■ TASK GOAL
The entries below hold a line with "let created = self.recv_packet().await;" and a line with "packet or NO_JOB.". Return those lines and all that lie between them, exactly and only.

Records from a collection
*****

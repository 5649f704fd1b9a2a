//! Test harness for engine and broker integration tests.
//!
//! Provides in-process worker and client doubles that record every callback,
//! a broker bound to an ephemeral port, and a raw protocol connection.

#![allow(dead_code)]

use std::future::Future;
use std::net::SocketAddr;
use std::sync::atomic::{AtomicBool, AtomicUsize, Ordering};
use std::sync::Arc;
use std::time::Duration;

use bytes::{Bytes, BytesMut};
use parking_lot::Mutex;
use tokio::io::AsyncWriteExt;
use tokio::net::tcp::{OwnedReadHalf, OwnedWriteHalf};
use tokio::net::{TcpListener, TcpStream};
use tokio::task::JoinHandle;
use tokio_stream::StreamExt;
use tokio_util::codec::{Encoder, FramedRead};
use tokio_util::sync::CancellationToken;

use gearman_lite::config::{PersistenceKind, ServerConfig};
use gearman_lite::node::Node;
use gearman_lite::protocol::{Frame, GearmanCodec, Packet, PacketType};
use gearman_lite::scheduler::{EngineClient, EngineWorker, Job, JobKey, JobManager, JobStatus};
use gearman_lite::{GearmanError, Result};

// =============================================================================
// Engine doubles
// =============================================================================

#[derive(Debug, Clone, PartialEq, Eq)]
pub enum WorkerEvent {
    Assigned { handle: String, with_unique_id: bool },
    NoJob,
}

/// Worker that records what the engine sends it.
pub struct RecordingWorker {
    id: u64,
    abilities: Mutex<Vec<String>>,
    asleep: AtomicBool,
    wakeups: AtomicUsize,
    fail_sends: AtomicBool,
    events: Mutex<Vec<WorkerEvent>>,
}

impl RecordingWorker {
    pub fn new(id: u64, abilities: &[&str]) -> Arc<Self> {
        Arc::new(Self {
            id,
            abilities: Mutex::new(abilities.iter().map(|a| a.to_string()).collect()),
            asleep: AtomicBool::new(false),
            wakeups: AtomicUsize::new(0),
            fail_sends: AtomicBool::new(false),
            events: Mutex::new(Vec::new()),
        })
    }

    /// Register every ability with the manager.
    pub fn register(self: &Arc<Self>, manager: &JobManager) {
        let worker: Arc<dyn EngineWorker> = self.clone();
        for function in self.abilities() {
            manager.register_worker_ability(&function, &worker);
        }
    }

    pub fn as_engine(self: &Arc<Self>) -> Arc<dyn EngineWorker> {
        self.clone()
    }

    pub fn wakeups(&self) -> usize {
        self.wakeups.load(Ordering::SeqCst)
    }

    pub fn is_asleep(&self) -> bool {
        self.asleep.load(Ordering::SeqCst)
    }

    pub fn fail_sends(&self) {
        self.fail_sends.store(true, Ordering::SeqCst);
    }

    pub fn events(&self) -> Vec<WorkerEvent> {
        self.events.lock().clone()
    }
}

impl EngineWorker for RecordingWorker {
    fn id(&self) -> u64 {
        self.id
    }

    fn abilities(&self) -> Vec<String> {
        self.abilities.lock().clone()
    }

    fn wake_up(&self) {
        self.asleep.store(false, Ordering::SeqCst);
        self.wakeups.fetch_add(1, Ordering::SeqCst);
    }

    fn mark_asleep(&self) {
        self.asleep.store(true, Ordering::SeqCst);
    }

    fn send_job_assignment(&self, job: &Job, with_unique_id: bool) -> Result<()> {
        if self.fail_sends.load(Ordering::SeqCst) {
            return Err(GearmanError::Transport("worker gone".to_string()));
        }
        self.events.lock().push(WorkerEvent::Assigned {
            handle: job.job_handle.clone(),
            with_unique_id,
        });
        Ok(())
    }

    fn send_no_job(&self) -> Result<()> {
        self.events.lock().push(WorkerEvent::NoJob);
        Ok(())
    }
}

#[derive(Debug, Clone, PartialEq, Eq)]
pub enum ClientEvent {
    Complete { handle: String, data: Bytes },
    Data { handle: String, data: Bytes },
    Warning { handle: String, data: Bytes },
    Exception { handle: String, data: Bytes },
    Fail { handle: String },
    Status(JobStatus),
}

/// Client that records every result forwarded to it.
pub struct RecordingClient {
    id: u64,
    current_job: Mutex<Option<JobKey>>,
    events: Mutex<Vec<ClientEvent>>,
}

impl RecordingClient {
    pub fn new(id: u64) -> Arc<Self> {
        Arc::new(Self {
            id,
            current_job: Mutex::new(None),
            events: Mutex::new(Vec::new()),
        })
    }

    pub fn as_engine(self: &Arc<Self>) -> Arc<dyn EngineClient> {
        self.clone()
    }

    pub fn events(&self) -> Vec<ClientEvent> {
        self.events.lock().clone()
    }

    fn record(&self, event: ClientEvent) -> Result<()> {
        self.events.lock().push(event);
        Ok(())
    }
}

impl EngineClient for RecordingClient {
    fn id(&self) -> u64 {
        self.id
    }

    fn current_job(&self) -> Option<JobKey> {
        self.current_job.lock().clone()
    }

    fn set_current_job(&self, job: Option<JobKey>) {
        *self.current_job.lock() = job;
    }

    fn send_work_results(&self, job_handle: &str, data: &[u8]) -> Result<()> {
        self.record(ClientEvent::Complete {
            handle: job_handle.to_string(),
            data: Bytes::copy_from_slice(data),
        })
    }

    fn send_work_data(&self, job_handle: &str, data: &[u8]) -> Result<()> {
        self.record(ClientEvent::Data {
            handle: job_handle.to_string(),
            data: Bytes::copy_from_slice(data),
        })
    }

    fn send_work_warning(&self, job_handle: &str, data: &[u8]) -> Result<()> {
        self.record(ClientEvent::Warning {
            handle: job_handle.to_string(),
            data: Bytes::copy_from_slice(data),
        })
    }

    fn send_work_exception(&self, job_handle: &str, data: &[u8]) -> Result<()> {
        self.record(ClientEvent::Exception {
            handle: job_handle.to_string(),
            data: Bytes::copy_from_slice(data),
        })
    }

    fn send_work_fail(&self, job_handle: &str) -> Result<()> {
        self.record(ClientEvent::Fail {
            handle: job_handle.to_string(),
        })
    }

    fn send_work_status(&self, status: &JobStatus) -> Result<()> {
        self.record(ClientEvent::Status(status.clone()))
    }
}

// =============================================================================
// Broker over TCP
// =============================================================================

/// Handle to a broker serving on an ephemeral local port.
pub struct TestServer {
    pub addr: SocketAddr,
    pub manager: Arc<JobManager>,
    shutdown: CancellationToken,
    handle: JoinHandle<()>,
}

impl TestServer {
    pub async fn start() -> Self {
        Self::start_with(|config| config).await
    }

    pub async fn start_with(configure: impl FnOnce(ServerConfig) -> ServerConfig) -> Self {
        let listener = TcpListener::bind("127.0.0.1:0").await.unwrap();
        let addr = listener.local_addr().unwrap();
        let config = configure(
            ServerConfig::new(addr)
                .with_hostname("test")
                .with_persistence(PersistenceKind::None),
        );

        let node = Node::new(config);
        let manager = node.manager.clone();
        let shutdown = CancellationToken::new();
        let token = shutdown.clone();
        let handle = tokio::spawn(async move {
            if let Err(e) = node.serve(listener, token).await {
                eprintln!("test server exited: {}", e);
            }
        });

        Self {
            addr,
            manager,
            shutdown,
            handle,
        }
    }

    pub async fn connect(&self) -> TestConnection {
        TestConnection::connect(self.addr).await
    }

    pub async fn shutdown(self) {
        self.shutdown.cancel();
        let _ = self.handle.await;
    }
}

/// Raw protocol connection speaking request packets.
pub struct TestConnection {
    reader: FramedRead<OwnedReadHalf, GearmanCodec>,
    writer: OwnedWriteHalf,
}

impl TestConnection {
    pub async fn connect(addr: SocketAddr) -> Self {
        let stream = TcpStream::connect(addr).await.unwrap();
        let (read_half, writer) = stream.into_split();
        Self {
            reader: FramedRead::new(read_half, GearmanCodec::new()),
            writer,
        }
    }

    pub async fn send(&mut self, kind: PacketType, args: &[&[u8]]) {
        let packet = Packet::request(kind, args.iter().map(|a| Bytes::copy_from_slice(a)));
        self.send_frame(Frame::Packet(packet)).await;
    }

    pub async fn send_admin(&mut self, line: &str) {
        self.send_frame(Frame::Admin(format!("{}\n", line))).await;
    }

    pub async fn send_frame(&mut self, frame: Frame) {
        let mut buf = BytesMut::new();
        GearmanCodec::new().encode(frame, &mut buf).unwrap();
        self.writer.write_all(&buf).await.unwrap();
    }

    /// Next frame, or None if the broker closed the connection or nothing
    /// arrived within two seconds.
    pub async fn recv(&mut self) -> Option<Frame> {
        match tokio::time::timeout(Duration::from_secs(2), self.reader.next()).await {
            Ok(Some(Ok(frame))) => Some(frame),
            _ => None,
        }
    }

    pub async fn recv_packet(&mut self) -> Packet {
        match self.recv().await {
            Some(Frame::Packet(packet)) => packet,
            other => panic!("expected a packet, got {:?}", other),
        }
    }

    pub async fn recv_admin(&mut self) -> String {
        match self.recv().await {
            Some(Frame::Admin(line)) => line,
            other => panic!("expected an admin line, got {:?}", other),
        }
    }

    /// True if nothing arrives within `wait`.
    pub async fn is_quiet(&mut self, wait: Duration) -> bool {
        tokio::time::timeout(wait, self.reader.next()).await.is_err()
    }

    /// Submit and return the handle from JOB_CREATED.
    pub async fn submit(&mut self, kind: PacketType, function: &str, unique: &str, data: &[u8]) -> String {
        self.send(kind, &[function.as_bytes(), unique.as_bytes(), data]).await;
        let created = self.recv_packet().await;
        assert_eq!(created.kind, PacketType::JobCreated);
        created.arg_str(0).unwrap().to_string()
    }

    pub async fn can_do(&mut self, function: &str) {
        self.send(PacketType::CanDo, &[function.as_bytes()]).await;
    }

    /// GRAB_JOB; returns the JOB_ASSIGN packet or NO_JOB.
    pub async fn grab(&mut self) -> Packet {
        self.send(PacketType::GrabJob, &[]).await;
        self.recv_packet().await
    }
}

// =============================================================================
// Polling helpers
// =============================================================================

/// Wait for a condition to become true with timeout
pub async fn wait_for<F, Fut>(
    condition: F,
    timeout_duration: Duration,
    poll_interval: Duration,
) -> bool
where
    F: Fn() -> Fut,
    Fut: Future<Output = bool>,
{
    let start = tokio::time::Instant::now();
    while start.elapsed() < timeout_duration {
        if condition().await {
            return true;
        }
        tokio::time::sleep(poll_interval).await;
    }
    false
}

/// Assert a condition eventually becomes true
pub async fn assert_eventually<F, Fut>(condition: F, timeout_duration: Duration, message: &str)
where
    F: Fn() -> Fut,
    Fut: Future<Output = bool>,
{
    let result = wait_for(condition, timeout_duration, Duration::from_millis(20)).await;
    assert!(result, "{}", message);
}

*****

■ RESULT
        let created = self.recv_packet().await;
        assert_eq!(created.kind, PacketType::JobCreated);
        created.arg_str(0).unwrap().to_string()
    }

    pub async fn can_do(&mut self, function: &str) {
        self.send(PacketType::CanDo, &[function.as_bytes()]).await;
    }

    /// GRAB_JOB; returns the JOB_ASSIGN packet or NO_JOB.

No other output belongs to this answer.